Dr. Nisar Ahmed

Before the sun lifts itself clear of the horizon, the Bay of Bengal exhales a slow, salty breath along Bangladesh’s 710-kilometre coast. Fishermen push off in narrow wooden boats, mangrove roots glisten with morning tide, and beyond the foam the hulls of container ships cut quiet, indifferent lines. That seam where river and sea meet has always been a place of work and ritual — nets emptied at dawn, shipwrights hammering at noon, children racing along the strand at dusk. It is also a ledger: food, income, culture and protection all calculated in turns of tide. Today that living coastline is being called, more formally, the “blue economy”: an invitation to treat the sea not only as harvest but as asset, habitat and responsibility.

Where we come from: a maritime memory
The story of Bangladesh’s relationship with water begins in the rivers. Small boatyards once dotted riverbanks, and skilled hands coaxed hulls from timber and toil. Those same skills have given rise over time to an export-oriented shipbuilding sector: timber and tradition gave way to steel and contracts. Meanwhile, fisheries have fed households for generations. The hilsa — silvery, oily, and beloved — is not just food; it is memory, festivals, markets and politics wrapped in scales.

These are not abstractions. They are the daily rhythms of coastal towns and villages: the woman who lays out freshly salted fish to dry on bamboo racks, the boy who mends a torn net under a mango tree, the small yard in Chattogram where a launching day will fill a street with relatives and rice. Such scenes temper the statistics that follow; they remind us that numbers represent people and lives.

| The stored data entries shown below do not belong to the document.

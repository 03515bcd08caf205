//! Forward simulation over independent replicates
//!
//! Each replicate repeatedly takes the records its continuation predicate
//! keeps, copies them one cycle forward, fires every layer in order (running
//! the updaters anchored around them) and appends the new rows to its history.

use log::{debug, info, warn};
use rand::rngs::StdRng;
use rand::SeedableRng;
use rayon::prelude::*;
use std::time::{Duration, Instant};

use super::config::{CancellationToken, FailurePolicy, SimulationConfig};
use super::state::{SimulationState, TerminationReason};
use crate::data::{Dataset, Record};
use crate::error::{Error, Result};
use crate::model::{Anchor, Draw, FittedLayer, Layer, Model};

/// How a successful replicate ended
#[derive(Debug, Clone, PartialEq, Eq)]
pub struct ReplicateOutcome {
    pub replicate: u32,
    pub cycles_run: u32,
    pub termination: TerminationReason,
}

/// Result of a simulation run
#[derive(Debug)]
pub struct SimulationReport {
    /// Rows of every successful replicate, replicate by replicate
    pub dataset: Dataset,

    /// One entry per successful replicate
    pub replicates: Vec<ReplicateOutcome>,

    /// Failed replicates (only populated under [`FailurePolicy::Partial`])
    pub failures: Vec<Error>,
}

impl SimulationReport {
    pub fn is_complete(&self) -> bool {
        self.failures.is_empty()
    }
}

/// Runs a fitted model forward
pub struct Simulator<'m> {
    model: &'m Model,
    config: SimulationConfig,
    cancellation: CancellationToken,
}

impl<'m> Simulator<'m> {
    pub fn new(model: &'m Model, config: SimulationConfig) -> Self {
        Self {
            model,
            config,
            cancellation: CancellationToken::default(),
        }
    }

    pub fn with_cancellation(mut self, token: CancellationToken) -> Self {
        self.cancellation = token;
        self
    }

    pub fn config(&self) -> &SimulationConfig {
        &self.config
    }

    /// Simulate replicates `1..=n_replicates` from `initial`
    pub fn run<P>(&self, n_replicates: u32, continuation: P, initial: &Dataset) -> Result<SimulationReport>
    where
        P: Fn(&Record) -> bool + Sync,
    {
        let pairs = self.model.fitted_pairs()?;
        if n_replicates == 0 {
            return Err(Error::configuration("at least one replicate is required"));
        }
        for (layer, _) in &pairs {
            initial.require_column(layer.name())?;
        }

        let start = Instant::now();
        let deadline = self.config.deadline_ms.map(|ms| start + Duration::from_millis(ms));
        info!(
            "Simulating {} replicates from {} rows (max {} cycles, seed {})",
            n_replicates,
            initial.len(),
            self.config.max_cycles,
            self.config.seed
        );

        let run_one = |replicate: u32| {
            (replicate, self.run_replicate(replicate, &pairs, &continuation, initial, deadline))
        };
        let results: Vec<(u32, Result<SimulationState>)> = if self.config.parallel {
            (1..=n_replicates).into_par_iter().map(run_one).collect()
        } else {
            (1..=n_replicates).map(run_one).collect()
        };

        let mut dataset = Dataset::new(initial.columns().to_vec());
        let mut replicates = Vec::with_capacity(results.len());
        let mut failures = Vec::new();

        for (replicate, result) in results {
            match result {
                Ok(state) => {
                    replicates.push(ReplicateOutcome {
                        replicate,
                        cycles_run: state.cycles_run,
                        termination: state.termination().unwrap_or(TerminationReason::Exhausted),
                    });
                    dataset = dataset.concat(state.history)?;
                }
                Err(err) => {
                    warn!("Replicate {} failed: {}", replicate, err);
                    failures.push(err);
                }
            }
        }

        if self.config.failure_policy == FailurePolicy::Abort && !failures.is_empty() {
            return Err(failures.swap_remove(0));
        }

        info!(
            "Simulation finished in {:?}: {} rows, {} replicates ok, {} failed",
            start.elapsed(),
            dataset.len(),
            replicates.len(),
            failures.len()
        );

        Ok(SimulationReport { dataset, replicates, failures })
    }

    fn run_replicate<P>(
        &self,
        replicate: u32,
        pairs: &[(&Layer, &FittedLayer)],
        continuation: &P,
        initial: &Dataset,
        deadline: Option<Instant>,
    ) -> Result<SimulationState>
    where
        P: Fn(&Record) -> bool,
    {
        let mut rng = StdRng::seed_from_u64(self.config.replicate_seed(replicate));
        let mut state = SimulationState::new(replicate, initial);

        while state.is_active() {
            let active = state.take_active(continuation);
            if active.is_empty() {
                state.terminate(TerminationReason::Exhausted);
                break;
            }
            if state.cycles_run >= self.config.max_cycles {
                warn!(
                    "Replicate {} stopped at the cap of {} cycles with {} records still active",
                    replicate,
                    self.config.max_cycles,
                    active.len()
                );
                state.terminate(TerminationReason::CycleCap);
                break;
            }

            let cycle = active.max_cycle().unwrap_or(0).saturating_add(1);
            self.check_interrupt(replicate, cycle, deadline)?;
            let generated = self.run_cycle(pairs, active, &mut rng)?;
            debug!("Replicate {} cycle {}: {} rows generated", replicate, cycle, generated.len());
            state
                .advance(generated)
                .map_err(|e| in_replicate(e, replicate, cycle, None))?;
        }

        Ok(state)
    }

    /// One full pass of every layer over the active records
    fn run_cycle(&self, pairs: &[(&Layer, &FittedLayer)], active: Dataset, rng: &mut StdRng) -> Result<Dataset> {
        let updaters = self.model.updaters();
        let replicate = active.rows().first().and_then(|r| r.replicate).unwrap_or(0);
        let cycle = active.max_cycle().unwrap_or(0).saturating_add(1);

        let mut next = updaters.apply_anchor(active.next_cycle()?, &Anchor::StartOfCycle)?;
        for (layer, fitted) in pairs {
            let (generated, _) = layer
                .generate(Some(fitted), next, &mut Draw::Sample(&mut *rng))
                .map_err(|e| in_replicate(e, replicate, cycle, Some(layer.name())))?;
            next = updaters.apply_anchor(generated, &Anchor::after(layer.name()))?;
        }
        updaters.apply_anchor(next, &Anchor::EndOfCycle)
    }

    /// Fails when the run was cancelled or ran past its deadline before `cycle`
    fn check_interrupt(&self, replicate: u32, cycle: u32, deadline: Option<Instant>) -> Result<()> {
        let reason = if self.cancellation.is_cancelled() {
            "cancelled".to_string()
        } else if deadline.map(|d| Instant::now() >= d).unwrap_or(false) {
            format!("deadline of {} ms exceeded", self.config.deadline_ms.unwrap_or(0))
        } else {
            return Ok(());
        };
        Err(Error::Simulation {
            replicate,
            cycle,
            layer: None,
            record: None,
            reason,
        })
    }
}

The present landscape: hard numbers, human lives
Bangladesh’s fisheries and aquaculture have grown markedly in the last decade. Inland aquaculture — ponds, enclosures and managed systems — now account for the bulk of production, lifting total national fish output into millions of tonnes annually. Marine capture has grown in absolute terms but is a smaller slice of the whole than it used to be.

Shipbuilding has moved from artisanal repair yards to international orders. Chattogram’s slipways now build small cargo ships and ferries that sail under many flags. And ports hum: Chattogram alone handles the lion’s share of the country’s container traffic, a choke point and economic engine for industry and households alike.

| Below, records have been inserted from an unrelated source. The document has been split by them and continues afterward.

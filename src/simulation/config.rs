//! Simulation run configuration

use serde::{Deserialize, Serialize};
use std::path::Path;
use std::sync::atomic::{AtomicBool, Ordering};
use std::sync::Arc;

use crate::error::Result;

/// Default cap on cycles simulated per replicate
pub const DEFAULT_MAX_CYCLES: u32 = 50;

/// Default base seed for replicate random streams
pub const DEFAULT_SEED: u64 = 2024;

/// What to do when a replicate fails
#[derive(Debug, Clone, Copy, PartialEq, Eq, Default, Serialize, Deserialize)]
#[serde(rename_all = "lowercase")]
pub enum FailurePolicy {
    /// Return the failure of the lowest failing replicate
    #[default]
    Abort,
    /// Keep the successful replicates and report the failures alongside
    Partial,
}

/// Configuration for a simulation run
///
/// Every field has a default, so a JSON file only needs the fields it changes:
/// ```json
/// { "max_cycles": 20, "seed": 7, "failure_policy": "partial" }
/// ```
#[derive(Debug, Clone, PartialEq, Serialize, Deserialize)]
#[serde(default)]
pub struct SimulationConfig {
    /// Maximum cycles simulated per replicate
    pub max_cycles: u32,

    /// Base seed; replicate `r` draws from a stream derived from (seed, r)
    pub seed: u64,

    /// Run replicates on the rayon thread pool
    pub parallel: bool,

    pub failure_policy: FailurePolicy,

    /// Wall-clock budget for the whole run, checked between cycles
    pub deadline_ms: Option<u64>,
}

impl Default for SimulationConfig {
    fn default() -> Self {
        Self {
            max_cycles: DEFAULT_MAX_CYCLES,
            seed: DEFAULT_SEED,
            parallel: true,
            failure_policy: FailurePolicy::Abort,
            deadline_ms: None,
        }
    }
}

impl SimulationConfig {
    pub fn from_json_str(json: &str) -> Result<Self> {
        Ok(serde_json::from_str(json)?)
    }

    pub fn from_json_path<P: AsRef<Path>>(path: P) -> Result<Self> {
        let raw = std::fs::read_to_string(path)?;
        Self::from_json_str(&raw)
    }

    /// Seed of replicate `replicate`'s random stream
    pub fn replicate_seed(&self, replicate: u32) -> u64 {
        self.seed ^ (replicate as u64).wrapping_mul(0x9E37_79B9_7F4A_7C15)
    }
}

/// Shared flag that stops a running simulation between cycles
#[derive(Debug, Clone, Default)]
pub struct CancellationToken(Arc<AtomicBool>);

impl CancellationToken {
    pub fn new() -> Self {
        Self::default()
    }

    pub fn cancel(&self) {
        self.0.store(true, Ordering::SeqCst);
    }

    pub fn is_cancelled(&self) -> bool {
        self.0.load(Ordering::SeqCst)
    }
}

Yet alongside these gains are frayed edges: some fish stocks show local depletion, mangroves and nursery habitats face degradation, and governance of marine affairs is split among several ministries and agencies — a patchwork that can confuse decisions and leave small coastal stakeholders at the margins.

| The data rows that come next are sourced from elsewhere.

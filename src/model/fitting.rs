//! Fitting engine: drives every layer's estimator in declaration order

use log::info;
use std::collections::BTreeMap;
use std::sync::Arc;

use super::layer::{FittedLayer, Layer};
use super::Model;
use crate::error::{Error, Result};
use crate::estimator::FormulaSpec;

/// Formula per layer name
pub type Formulas = BTreeMap<String, FormulaSpec>;

/// Build a [`Formulas`] map from `(layer, formula)` pairs
pub fn formulas<I, K, V>(pairs: I) -> Formulas
where
    I: IntoIterator<Item = (K, V)>,
    K: Into<String>,
    V: Into<String>,
{
    pairs
        .into_iter()
        .map(|(k, v)| (k.into(), FormulaSpec::new(v)))
        .collect()
}

impl Model {
    /// Fit every layer in insertion order and return the fitted model
    ///
    /// All or nothing: the first failing layer aborts the call and `self`
    /// keeps whatever fitted state it had before.
    pub fn fit(&self, formulas: &Formulas) -> Result<Model> {
        check_formulas(&self.layers, formulas)?;

        let mut fitted = Vec::with_capacity(self.layers.len());
        for layer in &self.layers {
            let formula = &formulas[layer.name()];
            fitted.push(layer.fit(&self.training_data, formula)?);
        }

        info!(
            "Fitted {} layers on {} training rows",
            fitted.len(),
            self.training_data.len()
        );

        let mut model = self.clone();
        model.fitted = Some(Arc::new(fitted));
        Ok(model)
    }
}

fn check_formulas(layers: &[Layer], formulas: &Formulas) -> Result<()> {
    if layers.is_empty() {
        return Err(Error::configuration("model has no layers to fit"));
    }
    if let Some(layer) = layers.iter().find(|l| !formulas.contains_key(l.name())) {
        return Err(Error::configuration(format!("no formula given for layer '{}'", layer.name())));
    }
    if let Some(name) = formulas.keys().find(|k| !layers.iter().any(|l| l.name() == k.as_str())) {
        return Err(Error::configuration(format!("formula given for unknown layer '{}'", name)));
    }
    Ok(())
}

/// Fitted layers aligned with the model's layer order
pub(super) fn aligned<'a>(model: &'a Model) -> Result<Vec<(&'a Layer, &'a FittedLayer)>> {
    let fitted = match (&model.fitted, model.layers.first()) {
        (Some(fitted), _) => fitted,
        (None, Some(first)) => return Err(Error::LayerNotFitted { layer: first.name().to_string() }),
        (None, None) => return Err(Error::configuration("model has no layers")),
    };
    Ok(model.layers.iter().zip(fitted.iter()).collect())
}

A compact factsheet (selected figures)

  • Fisheries (selected years): Total production has risen from about 2.56 million tonnes (2008) to roughly 4.76 million tonnes (2022). Inland aquaculture is the principal driver of growth.
  • Shipbuilding exports (selected years): Exports have been volatile but rising — from negligible figures in the early 2010s to tens of millions of dollars in later years.
  • EEZ extent: Bangladesh’s maritime jurisdiction stretches roughly 118,000–121,000 km².
  • Ports (FY2024–25): Chattogram handled about 3.3 million TEUs; Mongla and Payra remain much smaller in container terms.
  • Blue carbon: The Sundarbans and coastal wetlands store and sequester millions of tonnes of carbon, and they serve as living shields against storms.

These data are anchors. But they gain meaning only when placed beside the mothers who depend on drying racks, the captains who track the monsoon, and the schoolchildren who learn of tides in geography class.

The living coast: the Sundarbans and blue carbon
Walk the Sundarbans at low tide and you feel the hush of a forest that is both green and tidal — where tiger paths cross with crab burrows and saltwater traces the roots. These mangrove forests are not merely poetic backdrops; they are among the planet’s most efficient carbon stores, nursery grounds for fish and an armoured defence against cyclones and storm surge. Protecting and restoring them is not an abstract environmental goal; it is a practical, economic and moral one. If a mangrove falls, the cost is felt in lost fishers’ income, in homes made more vulnerable, and in carbon that returns to the air.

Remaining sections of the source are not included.